Welcome to our blog!

The Marine Mammal Center is a nonprofit veterinary hospital, research, and educational center dedicated to the rescue and rehabilitation of ill and injured marine mammals and the study of their health. Since 1975, the Center has rescued and treated more than 16,500 marine mammals and has accumulated a body of knowledge about marine mammal and ocean health. Through public education about marine mammals, the Center hopes to foster ocean stewardship and conservation. For more information, visit http://www.marinemammalcenter.org/

Monday, December 13, 2010

Bring on the Sun!



Scaffolding is erected along the animal care building in preparation for installation of new solar panels. Photo: The Marine Mammal Center


If you're visiting The Marine Mammal Center during the next few weeks (and we hope you do!) you may see some new additions to the facility. Today. a construction crew began putting up scaffolding along the Center's animal care building in preparation to install 80 new photovoltaic panels. Thanks to a generous donation by PG&E, the additional 28 kW cells will help us shave thousands of dollars off of our electrical bill! Work is expected to be completed in January. Thank you PG&E!

Thursday, December 2, 2010

Waiting for Her Lucky Day!


Lucky Day recuperating at The Marine Mammal Center.

This blog posting is by volunteer Dina Warren. Dina volunteers on the Saturday night crew.

Lucky Day has returned to The Marine Mammal Center shortly after her release back to the ocean. Originally admitted to The Marine Mammal Center on October 1, 2010, Lucky Day, a juvenile California sea lion, was first rescued at Seacliff State Beach, below the visitor center in Aptos, Santa Cruz. When Lucky Day was found, she was in poor shape, exhibiting depressed behavior, inactivity, and suffering from a heavy discharge from her closed, right eye. Subsequently, she was diagnosed with pneumonia and sacrocystis (a parasitic protozoa that compromises muscle tissue) by the Center’s veterinarian team.
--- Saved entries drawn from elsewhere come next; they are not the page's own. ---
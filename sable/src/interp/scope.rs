//! Scope tree and symbol resolution
//!
//! Scopes nest per module: the global scope lives for the module's
//! lifetime, transient scopes (blocks, loops, function bodies) are pushed
//! and popped by the evaluator. A function-body scope is constructed with
//! its parent set directly to the defining module's global scope, so
//! lookups from inside a call never see the caller's locals.

use super::error::{RuntimeError, RuntimeResult};
use super::value::ValueRef;
use crate::ast::Span;
use std::cell::RefCell;
use std::collections::HashMap;
use std::rc::Rc;

/// Shared handle to a scope
pub type ScopeRef = Rc<RefCell<Scope>>;

/// Kind of a scope
#[derive(Debug, Clone, Copy, PartialEq, Eq)]
pub enum ScopeKind {
    /// Module 0: host-registered symbols, always searchable
    Builtin,
    /// A module's top-level scope
    Global,
    /// Loop body
    Local,
    /// Function declaration scope (holds nothing today; kept distinct so
    /// lookups can tell call frames from plain blocks)
    Function,
    /// Function body: parameters plus body-local declarations
    FunctionBody,
    /// Bare block or if/else arm
    Block,
}

/// A named binding of an identifier to a value handle
#[derive(Debug, Clone)]
pub struct Symbol {
    pub name: String,
    pub value: ValueRef,
    /// Never visible across module boundaries
    pub is_local: bool,
    /// Declared with the `global` modifier
    pub is_global: bool,
    /// Installed by the restricted forward-declaration pass; the full pass
    /// completes it in place
    pub hoisted: bool,
}

impl Symbol {
    pub fn new(name: impl Into<String>, value: ValueRef) -> Self {
        Symbol {
            name: name.into(),
            value,
            is_local: false,
            is_global: false,
            hoisted: false,
        }
    }
}

/// A lexical namespace mapping names to symbols
#[derive(Debug)]
pub struct Scope {
    pub kind: ScopeKind,
    symbols: HashMap<String, Symbol>,
    /// Back-reference toward the module global scope; never an ownership
    /// edge in the logical tree, but the global chain is kept alive by
    /// captured closures
    pub parent: Option<ScopeRef>,
}

impl Scope {
    pub fn new(kind: ScopeKind) -> Self {
        Scope {
            kind,
            symbols: HashMap::new(),
            parent: None,
        }
    }

    pub fn with_parent(kind: ScopeKind, parent: ScopeRef) -> Self {
        Scope {
            kind,
            symbols: HashMap::new(),
            parent: Some(parent),
        }
    }

    pub fn into_ref(self) -> ScopeRef {
        Rc::new(RefCell::new(self))
    }

    /// Declare a symbol in this scope.
    ///
    /// Fails with DuplicateDeclaration if the name exists, unless the
    /// existing symbol is a hoisted global being completed by a matching
    /// declaration, which is updated in place.
    pub fn declare(&mut self, sym: Symbol, span: Span) -> RuntimeResult<()> {
        if let Some(existing) = self.symbols.get_mut(&sym.name) {
            if existing.hoisted && existing.is_global && sym.is_global {
                existing.value = sym.value;
                existing.is_local = sym.is_local;
                existing.hoisted = false;
                return Ok(());
            }
            return Err(RuntimeError::duplicate_declaration(&sym.name, span));
        }
        self.symbols.insert(sym.name.clone(), sym);
        Ok(())
    }

    /// Clear the hoisted flag once a declaration statement has completed
    /// the symbol it was installed for
    pub fn mark_completed(&mut self, name: &str) {
        if let Some(sym) = self.symbols.get_mut(name) {
            sym.hoisted = false;
        }
    }

    /// Look up in this scope only
    pub fn get(&self, name: &str) -> Option<Symbol> {
        self.symbols.get(name).cloned()
    }

    pub fn contains(&self, name: &str) -> bool {
        self.symbols.contains_key(name)
    }

    /// Iterate symbols (used by the import merge)
    pub fn symbols(&self) -> impl Iterator<Item = &Symbol> {
        self.symbols.values()
    }

    pub fn len(&self) -> usize {
        self.symbols.len()
    }

    pub fn is_empty(&self) -> bool {
        self.symbols.is_empty()
    }
}

/// Walk the parent chain looking for a name; module-registry delegation
/// happens in the evaluator when this returns None.
pub fn lookup(scope: &ScopeRef, name: &str) -> Option<Symbol> {
    let mut current = Rc::clone(scope);
    loop {
        if let Some(sym) = current.borrow().get(name) {
            return Some(sym);
        }
        let parent = current.borrow().parent.clone();
        match parent {
            Some(p) => current = p,
            None => return None,
        }
    }
}

/// Find the nearest ancestor scope of kind Global (or Builtin for the
/// builtin module's own declarations).
pub fn global_ancestor(scope: &ScopeRef) -> ScopeRef {
    let mut current = Rc::clone(scope);
    loop {
        let kind = current.borrow().kind;
        if matches!(kind, ScopeKind::Global | ScopeKind::Builtin) {
            return current;
        }
        let parent = current.borrow().parent.clone();
        match parent {
            Some(p) => current = p,
            None => return current,
        }
    }
}

/// Declare into the nearest global ancestor instead of the current scope
pub fn declare_global(scope: &ScopeRef, sym: Symbol, span: Span) -> RuntimeResult<()> {
    global_ancestor(scope).borrow_mut().declare(sym, span)
}
// src/lib.rs

//! Генератор подписей Outlook по данным Active Directory.
//!
//! Цепочка: [`directory::DirectoryClient`] подключается к каталогу,
//! [`directory::UserSearch`] читает пользователей, [`signature`] рендерит
//! HTML и текст, [`deploy::DeploymentWriter`] раскладывает файлы.

pub mod cli;
pub mod config;
pub mod deploy;
pub mod directory;
pub mod error;
pub mod logging;
pub mod models;
pub mod signature;
// tests/integration/deploy.rs

use std::cell::RefCell;
use std::fs;
use std::path::Path;

use signdomen::deploy::{DeploymentWriter, NoRegistry, SignatureRegistry};
use signdomen::error::{RegistrationWarning, WriteError};
use signdomen::models::{CompanyInfo, UserRecord};
use signdomen::signature::{render_html, render_text};
use tempfile::TempDir;

fn user(username: &str) -> UserRecord {
    UserRecord {
        username: username.to_string(),
        display_name: format!("{} (Carton Group)", username),
        email: format!("{}@acme.com", username),
        phone: "+39 02 1234".to_string(),
        ..Default::default()
    }
}

fn company() -> CompanyInfo {
    CompanyInfo {
        name: "Acme Group".to_string(),
        ..Default::default()
    }
}

fn file_names(dir: &Path) -> Vec<String> {
    let mut names: Vec<String> = fs::read_dir(dir)
        .unwrap()
        .map(|e| e.unwrap().file_name().to_string_lossy().to_string())
        .collect();
    names.sort();
    names
}

/// Запоминает имена подписей, может имитировать отказ
#[derive(Default)]
struct RecordingRegistry {
    registered: RefCell<Vec<String>>,
    fail: bool,
}

impl SignatureRegistry for RecordingRegistry {
    fn register_default(&self, signature_name: &str) -> Result<(), RegistrationWarning> {
        if self.fail {
            return Err(RegistrationWarning::Unsupported);
        }
        self.registered.borrow_mut().push(signature_name.to_string());
        Ok(())
    }
}

#[test]
fn profile_deployment_writes_two_sibling_files() {
    let root = TempDir::new().unwrap();
    let writer = DeploymentWriter::new(company(), root.path(), RecordingRegistry::default());

    let deployment = writer.deploy_to_profile(&user("jdoe"), None).unwrap();

    let folder = root
        .path()
        .join("jdoe")
        .join("AppData")
        .join("Roaming")
        .join("Microsoft")
        .join("Signatures");
    assert_eq!(file_names(&folder), ["Firma-Acme-Group.htm", "Firma-Acme-Group.txt"]);
    assert_eq!(
        deployment.html_path.with_extension(""),
        deployment.text_path.with_extension("")
    );
    assert!(deployment.registration_warning.is_none());

    let html = fs::read_to_string(&deployment.html_path).unwrap();
    assert_eq!(html, render_html(&user("jdoe"), &company()));
    let text = fs::read_to_string(&deployment.text_path).unwrap();
    assert_eq!(text, render_text(&user("jdoe"), &company()));
    assert!(text.starts_with("jdoe\n"));
}

#[test]
fn profile_deployment_honours_target_identity() {
    let root = TempDir::new().unwrap();
    let registry = RecordingRegistry::default();
    let writer = DeploymentWriter::new(company(), root.path(), registry);

    writer.deploy_to_profile(&user("jdoe"), Some("jane.doe")).unwrap();

    assert!(root.path().join("jane.doe").is_dir());
    assert!(!root.path().join("jdoe").exists());
}

#[test]
fn registration_failure_is_only_a_warning() {
    let root = TempDir::new().unwrap();
    let registry = RecordingRegistry {
        fail: true,
        ..Default::default()
    };
    let writer = DeploymentWriter::new(company(), root.path(), registry);

    let deployment = writer.deploy_to_profile(&user("jdoe"), None).unwrap();

    assert!(matches!(
        deployment.registration_warning,
        Some(RegistrationWarning::Unsupported)
    ));
    assert!(deployment.html_path.is_file());
    assert!(deployment.text_path.is_file());
}

#[test]
fn registers_signature_name() {
    let root = TempDir::new().unwrap();
    let registry = RecordingRegistry::default();
    let writer = DeploymentWriter::new(company(), root.path(), &registry);

    writer.deploy_to_profile(&user("jdoe"), None).unwrap();
    writer.deploy_to_profile(&user("asmith"), None).unwrap();

    assert_eq!(
        *registry.registered.borrow(),
        vec!["Firma-Acme-Group", "Firma-Acme-Group"]
    );
}

#[test]
fn export_creates_one_folder_per_user() {
    let dir = TempDir::new().unwrap();
    let out = dir.path().join("out");
    let writer = DeploymentWriter::new(company(), dir.path(), NoRegistry);
    let users = [user("jdoe"), user("asmith")];

    let report = writer.export_many(users.iter(), &out);

    assert_eq!(report.succeeded(), 2);
    for name in ["jdoe", "asmith"] {
        assert_eq!(file_names(&out.join(name)), ["firma.htm", "firma.txt"]);
    }
    assert_eq!(report.outcomes[0].0, "jdoe");
    assert_eq!(report.outcomes[0].1.as_ref().unwrap(), &out.join("jdoe"));
}

#[test]
fn one_bad_identity_does_not_stop_the_batch() {
    let root = TempDir::new().unwrap();
    let writer = DeploymentWriter::new(company(), root.path(), NoRegistry);
    let users = [user("jdoe"), user("../evil"), user("asmith")];

    let report = writer.deploy_many(users.iter());

    assert_eq!(report.succeeded(), 2);
    assert_eq!(report.failed(), 1);
    assert!(matches!(
        report.outcomes[1].1,
        Err(WriteError::InvalidIdentity(_))
    ));
    assert!(root.path().join("asmith").is_dir());
}

#[test]
fn write_failure_is_reported_per_identity() {
    let dir = TempDir::new().unwrap();
    // Файл на месте папки экспорта
    let out = dir.path().join("out");
    fs::write(&out, "not a directory").unwrap();
    let writer = DeploymentWriter::new(company(), dir.path(), NoRegistry);

    let err = writer.export_to_folder(&user("jdoe"), &out).unwrap_err();
    assert!(matches!(err, WriteError::CreateDir { .. }));
}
After about a month of care, Lucky Day’s health improved. Her eye healed, and she was eating well. She had even gained enough weight so that veterinarians felt comfortable she would survive in the wild on her own. She was released back into her ocean home at Point Reyes on November 8, 2010.

However, just one week later, Lucky Day was stranded again. This time she was found lying in the middle of Potbelly Beach Road, near Capitola's New Brighton State Beach. She was lethargic, and looking very down. In fact, she was emaciated with most of her ribs showing from malnutrition. Lucky Day had lost over 40 pounds during her time at sea swimming all the way from Point Reyes to Capitola.

Presently, Lucky Day is waiting for a lucky day of her own, and hopefully will make it home before the New Year. Her poor body condition, malnutrition, and possible muscle and heart inflammation will keep her safely recuperating at The Marine Mammal Center for now.